Le même schéma apparaît lorsqu’on interroge sur le comportement du royaume alaouite. 77,3% des Espagnols considèrent que le Maroc agit comme un pays ennemi, une opinion également partagée par 32,5% des électeurs du PSOE, contre 42,5% qui le rejettent et 25% qui préfèrent ne pas prendre position.
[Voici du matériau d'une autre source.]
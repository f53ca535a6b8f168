//! Matrix engine: per-domain fusion scoring and summary aggregation.

mod engine;
pub mod signals;

pub use engine::calculate_destiny_matrix;
pub use signals::{collect_astro_signals, collect_saju_signals, signals_for_domain, DriverSignal};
La crainte que Rabat use à nouveau de la pression migratoire n’est pas l’apanage exclusif de la droite. Trois Espagnols sur quatre (75,2%) estiment que le Maroc va répéter une manœuvre et, parmi ceux qui ont voté pour le PSOE, près d'un tiers (29,5%) la partagent. 65,6% rompraient les relations diplomatiques avec le Maroc, un pourcentage qui inclut 24,5% des électeurs socialistes. De même, 67,9% s'engagent à soumettre le pays voisin à une surveillance stricte, une mesure également soutenue par 21,5% de l'électorat du PSOE.

62,5% renforceraient la présence militaire et policière à Ceuta, même si dans ce cas le soutien des électeurs socialistes tombe à 8,8%. L'enquête s'interroge également sur la demande de responsabilités. Près de six sur dix (59,8%) estiment que les ministres de l'Intérieur, de la Défense et des Affaires étrangères devraient démissionner. Même parmi les électeurs socialistes, 19% partagent cette demande, contre 69% qui la rejettent.

Enfin, l'étude s'interroge directement sur les actions de l'Exécutif envers le Maroc et l'Union européenne. 63,3% estiment que le gouvernement s'est montré indulgent envers Rabat et dur envers ses partenaires européens, une affirmation soutenue même par 19,5% des électeurs du PSOE. L'enquête dégage un large consensus sur la gravité de la crise dans laquelle Ceuta s'est effondrée en seulement 48 heures avec l'entrée de 72 000 personnes, ainsi que sur la responsabilité de Rabat.

IRESTE, plus connu sous le nom d'Institut de Recherche d'Enseignement Supérieur aux Techniques de L'électronique, est un média spécialisé dans le domaine de l'électronique.